Here on the surface of the Earth, gravity
and friction tend to drown out all other considerations. For
instance, Newton’s First Law of Motion basically states: An object
at rest tends to remain at rest, and an object in motion tends to
remain in motion, unless acted on by an unbalanced force.
That sums up space travel. But here on
Earth, objects are constantly pressed into contact with each other by
the acceleration of gravity. That contact soon produces enough
friction to stop any motion relative to the friction-producing
surface. Dropped through the air, an object will soon reach terminal
velocity, and a less-dense object (like a feather) will reach it
faster than a denser one (like a stone.) Therefore, the ancients
believed, for instance, that heavier objects fell faster than lighter
objects, since they were not able to consider the question without
air resistance.
Basically, movement on the surface of the
Earth involves using the constant application of force to overcome
friction, as was the case with our example of the car moving down the
highway. Steady acceleration against constant friction keeps it at a
steady speed.
Friction, therefore, dominates our lives, so
that’s what we are going to examine in this lesson, especially the
friction involved in stopping a car.
We rarely can afford the room to just let a
car roll to a stop—we have to apply force in the opposite direction
of travel, resulting in deceleration rather than acceleration. The
standard method involves braking, where the wheels roll slower than
the car’s speed. For braking to actually result in deceleration for
the car, and stop it in the desired road space, there must be
sufficient friction between the rubber wheels and the pavement.

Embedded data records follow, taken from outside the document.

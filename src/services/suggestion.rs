//! Follow-up suggestions shown under an assistant reply.

use crate::constants::MAX_SUGGESTIONS;
use crate::models::{ChatMessage, FeatureInstruction, Intent, SuggestionMessage};
use once_cell::sync::Lazy;
use regex::Regex;
use std::collections::HashSet;

static SYMBOLS_RE: Lazy<Regex> = Lazy::new(|| Regex::new(r"\b([A-Z]{3,4})\b").unwrap());

#[derive(Debug, Clone, Copy, PartialEq, Eq)]
enum FlowKind {
    Buy,
    Sell,
    Confirm,
}

/// Order flow the conversation is in the middle of
#[derive(Debug, Clone, PartialEq, Eq)]
struct FlowState {
    kind: FlowKind,
    symbol: Option<String>,
}

fn contains_any(text: &str, keywords: &[&str]) -> bool {
    keywords.iter().any(|kw| text.contains(kw))
}

fn symbols(text: &str) -> Vec<String> {
    SYMBOLS_RE.captures_iter(text).map(|c| c[1].to_string()).collect()
}

pub fn default_suggestions() -> Vec<SuggestionMessage> {
    vec![
        SuggestionMessage::new("Xem tổng quan thị trường", "query:tổng quan thị trường", "🌐"),
        SuggestionMessage::new("Giá cổ phiếu VCB hôm nay?", "query:Giá VCB hôm nay", "💹"),
        SuggestionMessage::new("Tìm hiểu thêm", "help", "❓"),
    ]
}

fn detect_flow_state(
    history: &[ChatMessage],
    reply: &str,
    ui_effects: &[FeatureInstruction],
) -> Option<FlowState> {
    if history.is_empty() {
        return None;
    }

    for effect in ui_effects {
        let kind = match effect {
            FeatureInstruction::OpenBuyStock(_) => FlowKind::Buy,
            FeatureInstruction::OpenSellStock(_) => FlowKind::Sell,
            FeatureInstruction::ConfirmTransaction(_) => FlowKind::Confirm,
            _ => continue,
        };
        return Some(FlowState { kind, symbol: effect.symbol().map(str::to_string) });
    }

    // Latest message that talks about buying or selling
    let mut flow: Option<FlowState> = None;
    for msg in history.iter().rev() {
        let content = msg.content.to_lowercase();
        let kind = if content.contains("mua") || content.contains("buy") {
            FlowKind::Buy
        } else if content.contains("bán") || content.contains("sell") {
            FlowKind::Sell
        } else {
            continue;
        };
        flow = Some(FlowState { kind, symbol: symbols(&msg.content).into_iter().next() });
        break;
    }

    let reply_lower = reply.to_lowercase();
    if let Some(state) = &flow {
        if contains_any(&reply_lower, &["hướng dẫn", "điền", "chọn", "khối lượng", "giá đặt lệnh"]) {
            return Some(state.clone());
        }
    }

    if contains_any(&reply_lower, &["đã xác nhận", "giao dịch thành công", "transaction", "lệnh đã được"]) {
        return Some(FlowState {
            kind: FlowKind::Confirm,
            symbol: flow.and_then(|f| f.symbol),
        });
    }

    None
}

fn flow_suggestions(state: &FlowState, symbol: Option<&str>) -> Vec<SuggestionMessage> {
    let symbol = state.symbol.as_deref().or(symbol);

    let (verb, side) = match state.kind {
        FlowKind::Buy => ("mua", "buy"),
        FlowKind::Sell => ("bán", "sell"),
        FlowKind::Confirm => {
            let mut out = vec![
                SuggestionMessage::new("Xem lịch sử giao dịch", "query:lịch sử giao dịch", "📋"),
                SuggestionMessage::new("Xem thông tin tài khoản", "query:thông tin tài khoản", "👤"),
            ];
            if let Some(s) = symbol {
                out.push(SuggestionMessage::new(
                    format!("Xem chi tiết {}", s),
                    format!("query:chi tiết {}", s),
                    "📊",
                ));
            }
            return out;
        }
    };

    match symbol {
        Some(s) => vec![
            SuggestionMessage::new(
                format!("Xác nhận {} {}", verb, s),
                format!("confirm:{}:{}", side, s),
                "✅",
            ),
            SuggestionMessage::new(format!("Hủy {} {}", verb, s), format!("cancel:{}:{}", side, s), "❌"),
        ],
        None => vec![SuggestionMessage::new(
            format!("Xác nhận {}", verb),
            format!("confirm:{}", side),
            "✅",
        )],
    }
}

/// Up to three follow-ups drawn from the reply, the query and the order flow state
pub fn generate_suggestions(
    reply: &str,
    query: &str,
    intent: Option<Intent>,
    history: &[ChatMessage],
    ui_effects: &[FeatureInstruction],
) -> Vec<SuggestionMessage> {
    let query_lower = query.to_lowercase();
    let reply_lower = if reply.contains("[DEBUG]") || reply.trim().chars().count() < 10 {
        query_lower.clone()
    } else {
        reply.to_lowercase()
    };

    let flow_state = detect_flow_state(history, reply, ui_effects);

    // Query symbols first, then reply symbols, de-duplicated
    let mut all_symbols: Vec<String> = Vec::new();
    for s in symbols(query).into_iter().chain(symbols(reply)) {
        if !all_symbols.contains(&s) {
            all_symbols.push(s);
        }
    }
    let primary = all_symbols.first().map(String::as_str);

    let reply_has_price = contains_any(&reply_lower, &["giá", "price", "vnđ", "đồng"]);
    let reply_has_current_price =
        contains_any(&reply_lower, &["giá hiện tại", "giá hôm nay", "current price", "giá đóng cửa"]);
    let reply_has_news = contains_any(&reply_lower, &["tin tức", "news", "sự kiện"]);
    let reply_has_market_overview =
        contains_any(&reply_lower, &["tổng quan", "market overview", "thị trường", "vn-index"]);
    let reply_has_transaction = contains_any(&reply_lower, &["giao dịch", "transaction", "mua", "bán"]);
    let query_has_price = contains_any(&query_lower, &["giá", "price"]);
    let query_has_buy_sell = contains_any(&query_lower, &["mua", "bán", "buy", "sell"]);
    let price_context = query_has_price || intent == Some(Intent::PriceQuery);

    let mut suggestions = Vec::new();

    if reply_has_current_price {
        suggestions.push(match primary {
            Some(s) => SuggestionMessage::new(
                format!("Xem lịch sử giá {} 1 tháng qua", s),
                format!("query:lịch sử giá {}", s),
                "📊",
            ),
            None => SuggestionMessage::new("Xem lịch sử giá 1 tháng qua", "query:lịch sử giá", "📊"),
        });
    }

    if let (1, Some(s)) = (all_symbols.len(), primary) {
        if price_context {
            suggestions.push(SuggestionMessage::new(
                format!("So sánh {} với mã khác", s),
                format!("query:so sánh {}", s),
                "🔍",
            ));
        }
    }

    if let Some(s) = primary {
        if price_context {
            suggestions.push(SuggestionMessage::new(
                format!("Xem báo cáo tài chính {}", s),
                format!("query:báo cáo tài chính {}", s),
                "📈",
            ));
        }

        if reply_has_price
            && !query_has_buy_sell
            && !matches!(intent, Some(Intent::BuyStock) | Some(Intent::SellStock))
        {
            suggestions.push(SuggestionMessage::new(format!("Mua {}", s), format!("buy:{}", s), "💰"));
            suggestions.push(SuggestionMessage::new(format!("Bán {}", s), format!("sell:{}", s), "💸"));
        }

        if reply_has_news || intent == Some(Intent::ViewNews) {
            suggestions.push(SuggestionMessage::new(
                format!("Xem tin tức {}", s),
                format!("query:tin tức {}", s),
                "📰",
            ));
        }

        if price_context && intent != Some(Intent::StockDetail) {
            suggestions.push(SuggestionMessage::new(
                format!("Xem chi tiết {}", s),
                format!("query:chi tiết {}", s),
                "📋",
            ));
        }

        if intent != Some(Intent::MarketOverview) {
            suggestions.push(SuggestionMessage::new(
                "Xem tổng quan thị trường",
                "query:tổng quan thị trường",
                "🌐",
            ));
        }
    }

    if !intent.map_or(false, |i| i.is_account()) {
        suggestions.push(SuggestionMessage::new("Xem thông tin tài khoản", "query:thông tin tài khoản", "👤"));
    }

    if intent != Some(Intent::TransactionHistory) && !reply_has_transaction {
        suggestions.push(SuggestionMessage::new("Xem lịch sử giao dịch", "query:lịch sử giao dịch", "📋"));
    }

    if intent != Some(Intent::Ranking) {
        suggestions.push(SuggestionMessage::new("Xem bảng xếp hạng", "query:bảng xếp hạng", "🏆"));
    }

    if intent == Some(Intent::MarketOverview) || reply_has_market_overview {
        let s = primary.unwrap_or("VCB");
        suggestions.push(SuggestionMessage::new(
            format!("Giá cổ phiếu {} hôm nay?", s),
            format!("query:Giá {} hôm nay", s),
            "💹",
        ));
    }

    if let Some(state) = &flow_state {
        let mut flow = flow_suggestions(state, primary);
        flow.extend(suggestions);
        suggestions = flow;
    }

    let mut seen = HashSet::new();
    let mut unique: Vec<SuggestionMessage> = suggestions
        .into_iter()
        .filter(|s| seen.insert(s.text.clone()))
        .collect();

    if unique.is_empty() {
        unique = default_suggestions().into_iter().take(1).collect();
    } else if unique.len() < MAX_SUGGESTIONS {
        for default in default_suggestions() {
            if unique.len() >= MAX_SUGGESTIONS {
                break;
            }
            if !seen.contains(&default.text) {
                unique.push(default);
            }
        }
    }

    unique.truncate(MAX_SUGGESTIONS);
    unique
}

#[cfg(test)]
mod tests {
    use super::*;
    use crate::models::ui::{default_order_steps, BuyStockData};

    fn texts(s: &[SuggestionMessage]) -> Vec<&str> {
        s.iter().map(|m| m.text.as_str()).collect()
    }

    #[test]
    fn test_price_reply_suggestions() {
        let out = generate_suggestions(
            "Giá hiện tại của VCB là 95,000 VNĐ",
            "Giá VCB hôm nay?",
            Some(Intent::PriceQuery),
            &[],
            &[],
        );
        assert_eq!(
            texts(&out),
            vec!["Xem lịch sử giá VCB 1 tháng qua", "So sánh VCB với mã khác", "Xem báo cáo tài chính VCB"]
        );
        assert_eq!(out[0].action, "query:lịch sử giá VCB");
        assert_eq!(out[0].icon, "📊");
    }

    #[test]
    fn test_buy_flow_suggestions_first() {
        let history = vec![ChatMessage::user("Mình muốn mua MWG")];
        let effects = vec![FeatureInstruction::OpenBuyStock(BuyStockData {
            symbol: "MWG".to_string(),
            current_price: 0.0,
            steps: default_order_steps(),
        })];
        let out = generate_suggestions(
            "Tôi sẽ hướng dẫn bạn mua cổ phiếu MWG.",
            "Mình muốn mua MWG",
            Some(Intent::BuyStock),
            &history,
            &effects,
        );
        assert_eq!(out[0].action, "confirm:buy:MWG");
        assert_eq!(out[1].action, "cancel:buy:MWG");
        assert_eq!(out.len(), 3);
    }

    #[test]
    fn test_sell_flow_from_history() {
        let history = vec![
            ChatMessage::user("Tôi muốn bán HPG"),
            ChatMessage::assistant("Bạn muốn bao nhiêu cổ phiếu?"),
        ];
        let out = generate_suggestions("Vui lòng chọn khối lượng.", "100 cổ", None, &history, &[]);
        assert_eq!(out[0].text, "Xác nhận bán HPG");
        assert_eq!(out[1].text, "Hủy bán HPG");
    }

    #[test]
    fn test_confirmation_flow() {
        let history = vec![ChatMessage::user("mua 100 FPT giá 120000")];
        let out = generate_suggestions("Giao dịch thành công!", "ok", None, &history, &[]);
        assert_eq!(texts(&out), vec!["Xem lịch sử giao dịch", "Xem thông tin tài khoản", "Xem chi tiết FPT"]);
    }

    #[test]
    fn test_debug_reply_and_defaults_padding() {
        let out = generate_suggestions(
            "[DEBUG] Agent không trả về text",
            "xem bảng xếp hạng",
            Some(Intent::Ranking),
            &[],
            &[],
        );
        // account + history, then padded with the first default
        assert_eq!(
            texts(&out),
            vec!["Xem thông tin tài khoản", "Xem lịch sử giao dịch", "Xem tổng quan thị trường"]
        );
    }

    #[test]
    fn test_never_more_than_three() {
        let out = generate_suggestions(
            "Tổng quan thị trường: giá hiện tại VCB, tin tức FPT",
            "giá VCB và tin tức FPT",
            None,
            &[],
            &[],
        );
        assert_eq!(out.len(), MAX_SUGGESTIONS);
        let unique: HashSet<_> = out.iter().map(|s| &s.text).collect();
        assert_eq!(unique.len(), out.len());
    }
}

As we are about to see, this cannot
always be assumed.
The amount of friction between two surfaces
is called their coefficient of friction. It is the ratio
between the force required to move an object and its mass. If the
coefficient is 0.5 for a ten-pound object, that means it will take
five pounds of force to move it. (The ratio can be higher than 1.0 if
the surface is sticky.)
Meanwhile, there are several types of
friction. Kinetic friction is the sliding friction for an
object that is already moving. It is the kind of friction that we
have to worry about when stopping a car. Static friction is
the friction of an object that is now at rest but which you are
trying to get into motion.
Kinetic friction for a given surface is
usually lower than its static friction. That is why, if you are
sliding a crate across the floor, it is easier to keep it moving
after you do get it moving. Adding lubricant can reduce kinetic
friction by about 99 percent, and rolling friction can be even less.
There are many sources of friction and there
is no way to calculate what the coefficient of friction for the
interaction of any two surfaces is going to be. It has to be measured
directly. As you might imagine, a lot of effort has gone into making
such measurements, especially concerning tires and roads.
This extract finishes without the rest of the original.